■ **DIRECTIONS FOR THIS TASK**:
Pull every line with "inner" from the data below and copy it.

• • • •

use async_trait::async_trait;
use sqlx::PgPool;

use crate::models::{StockRecord, StockUpdate};

// ============================================================================
// Stock Repository
// ============================================================================
//
// The pipeline talks to storage through the StockStore trait so the mutator
// and dispatcher can be tested against an in-memory store. The Postgres
// implementation opens a short-lived session per operation: each call checks
// a connection out of the pool and returns it when done, no transaction
// spans two mutations.
//
// Uniqueness is enforced by the schema (one row per product_id); a duplicate
// create lands on ON CONFLICT DO NOTHING and is benign.
//
// ============================================================================

#[derive(Debug, thiserror::Error)]
pub enum StockError {
    #[error("storage error: {0}")]
    Storage(#[from] sqlx::Error),
}

#[async_trait]
pub trait StockStore: Send + Sync {
    /// Insert a stock row with quantity 0 for the product. Already-present
    /// rows are left untouched.
    async fn create_stock(&self, product_id: i32) -> Result<(), StockError>;

    async fn find_stock_by_product_id(
        &self,
        product_id: i32,
    ) -> Result<Option<StockRecord>, StockError>;

    async fn delete_stock(&self, stock: &StockRecord) -> Result<(), StockError>;

    /// Apply a partial update to a stock row, refreshing `last_updated`.
    /// Returns `None` when no row has that id.
    async fn update_stock(
        &self,
        stock_id: i32,
        changes: &StockUpdate,
    ) -> Result<Option<StockRecord>, StockError>;
}

pub struct PgStockRepository {
    pool: PgPool,
}

impl PgStockRepository {
    pub fn new(pool: PgPool) -> Self {
        Self { pool }
    }

    /// Create the stocks table if it does not exist yet.
    pub async fn ensure_schema(&self) -> Result<(), StockError> {
        sqlx::query(
            "CREATE TABLE IF NOT EXISTS stocks (
                id           SERIAL PRIMARY KEY,
                product_id   INTEGER NOT NULL UNIQUE,
                quantity     INTEGER NOT NULL DEFAULT 0,
                last_updated TIMESTAMPTZ NOT NULL DEFAULT now()
            )",
        )
        .execute(&self.pool)
        .await?;

        Ok(())
    }
}

#[async_trait]
impl StockStore for PgStockRepository {
    async fn create_stock(&self, product_id: i32) -> Result<(), StockError> {
        let result = sqlx::query(
            "INSERT INTO stocks (product_id, quantity) VALUES ($1, 0)
             ON CONFLICT (product_id) DO NOTHING",
        )
        .bind(product_id)
        .execute(&self.pool)
        .await?;

        if result.rows_affected() == 0 {
            tracing::debug!(product_id, "stock row already exists, create is a no-op");
        }

        Ok(())
    }

    async fn find_stock_by_product_id(
        &self,
        product_id: i32,
    ) -> Result<Option<StockRecord>, StockError> {
        let stock = sqlx::query_as::<_, StockRecord>(
            "SELECT id, product_id, quantity, last_updated FROM stocks WHERE product_id = $1",
        )
        .bind(product_id)
        .fetch_optional(&self.pool)
        .await?;

        Ok(stock)
    }

    async fn delete_stock(&self, stock: &StockRecord) -> Result<(), StockError> {
        sqlx::query("DELETE FROM stocks WHERE id = $1")
            .bind(stock.id)
            .execute(&self.pool)
            .await?;

        Ok(())
    }

    async fn update_stock(
        &self,
        stock_id: i32,
        changes: &StockUpdate,
    ) -> Result<Option<StockRecord>, StockError> {
        let stock = sqlx::query_as::<_, StockRecord>(
            "UPDATE stocks
             SET quantity = COALESCE($2, quantity), last_updated = now()
             WHERE id = $1
             RETURNING id, product_id, quantity, last_updated",
        )
        .bind(stock_id)
        .bind(changes.quantity)
        .fetch_optional(&self.pool)
        .await?;

        Ok(stock)
    }
}

#[cfg(test)]
pub(crate) mod testing {
    use super::*;
    use chrono::Utc;
    use std::sync::atomic::{AtomicU32, Ordering};
    use tokio::sync::Mutex;

    /// In-memory StockStore with the same uniqueness guarantee as the schema.
    #[derive(Default)]
    pub struct MemoryStockStore {
        rows: Mutex<Vec<StockRecord>>,
        next_id: Mutex<i32>,
    }

    impl MemoryStockStore {
        pub fn new() -> Self {
            Self::default()
        }

        pub async fn row_count(&self) -> usize {
            self.rows.lock().await.len()
        }
    }

    #[async_trait]
    impl StockStore for MemoryStockStore {
        async fn create_stock(&self, product_id: i32) -> Result<(), StockError> {
            let mut rows = self.rows.lock().await;
            if rows.iter().any(|r| r.product_id == product_id) {
                return Ok(());
            }
            let mut next_id = self.next_id.lock().await;
            *next_id += 1;
            rows.push(StockRecord {
                id: *next_id,
                product_id,
                quantity: 0,
                last_updated: Utc::now(),
            });
            Ok(())
        }

        async fn find_stock_by_product_id(
            &self,
            product_id: i32,
        ) -> Result<Option<StockRecord>, StockError> {
            let rows = self.rows.lock().await;
            Ok(rows.iter().find(|r| r.product_id == product_id).cloned())
        }

        async fn delete_stock(&self, stock: &StockRecord) -> Result<(), StockError> {
            let mut rows = self.rows.lock().await;
            rows.retain(|r| r.id != stock.id);
            Ok(())
        }

        async fn update_stock(
            &self,
            stock_id: i32,
            changes: &StockUpdate,
        ) -> Result<Option<StockRecord>, StockError> {
            let mut rows = self.rows.lock().await;
            let Some(row) = rows.iter_mut().find(|r| r.id == stock_id) else {
                return Ok(None);
            };
            if let Some(quantity) = changes.quantity {
                row.quantity = quantity;
            }
            row.last_updated = Utc::now();
            Ok(Some(row.clone()))
        }
    }

    /// Store whose mutations fail a configured number of times before
    /// delegating to an inner MemoryStockStore. Reads always succeed.
    pub struct FlakyStockStore {
        inner: MemoryStockStore,
        failures_remaining: AtomicU32,
    }

    impl FlakyStockStore {
        pub fn failing(times: u32) -> Self {
            Self {
                inner: MemoryStockStore::new(),
                failures_remaining: AtomicU32::new(times),
            }
        }

        pub async fn row_count(&self) -> usize {
            self.inner.row_count().await
        }

        fn try_consume_failure(&self) -> Result<(), StockError> {
            let remaining = self.failures_remaining.load(Ordering::SeqCst);
            if remaining > 0 {
                self.failures_remaining.store(remaining - 1, Ordering::SeqCst);
                return Err(StockError::Storage(sqlx::Error::PoolTimedOut));
            }
            Ok(())
        }
    }

    #[async_trait]
    impl StockStore for FlakyStockStore {
        async fn create_stock(&self, product_id: i32) -> Result<(), StockError> {
            self.try_consume_failure()?;
            self.inner.create_stock(product_id).await
        }

        async fn find_stock_by_product_id(
            &self,
            product_id: i32,
        ) -> Result<Option<StockRecord>, StockError> {
            self.inner.find_stock_by_product_id(product_id).await
        }

        async fn delete_stock(&self, stock: &StockRecord) -> Result<(), StockError> {
            self.try_consume_failure()?;
            self.inner.delete_stock(stock).await
        }

        async fn update_stock(
            &self,
            stock_id: i32,
            changes: &StockUpdate,
        ) -> Result<Option<StockRecord>, StockError> {
            self.try_consume_failure()?;
            self.inner.update_stock(stock_id, changes).await
        }
    }
}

• • • •

■ **RESPONSE**:
    /// delegating to an inner MemoryStockStore. Reads always succeed.
        inner: MemoryStockStore,
                inner: MemoryStockStore::new(),
            self.inner.row_count().await
            self.inner.create_stock(product_id).await
            self.inner.find_stock_by_product_id(product_id).await
            self.inner.delete_stock(stock).await
            self.inner.update_stock(stock_id, changes).await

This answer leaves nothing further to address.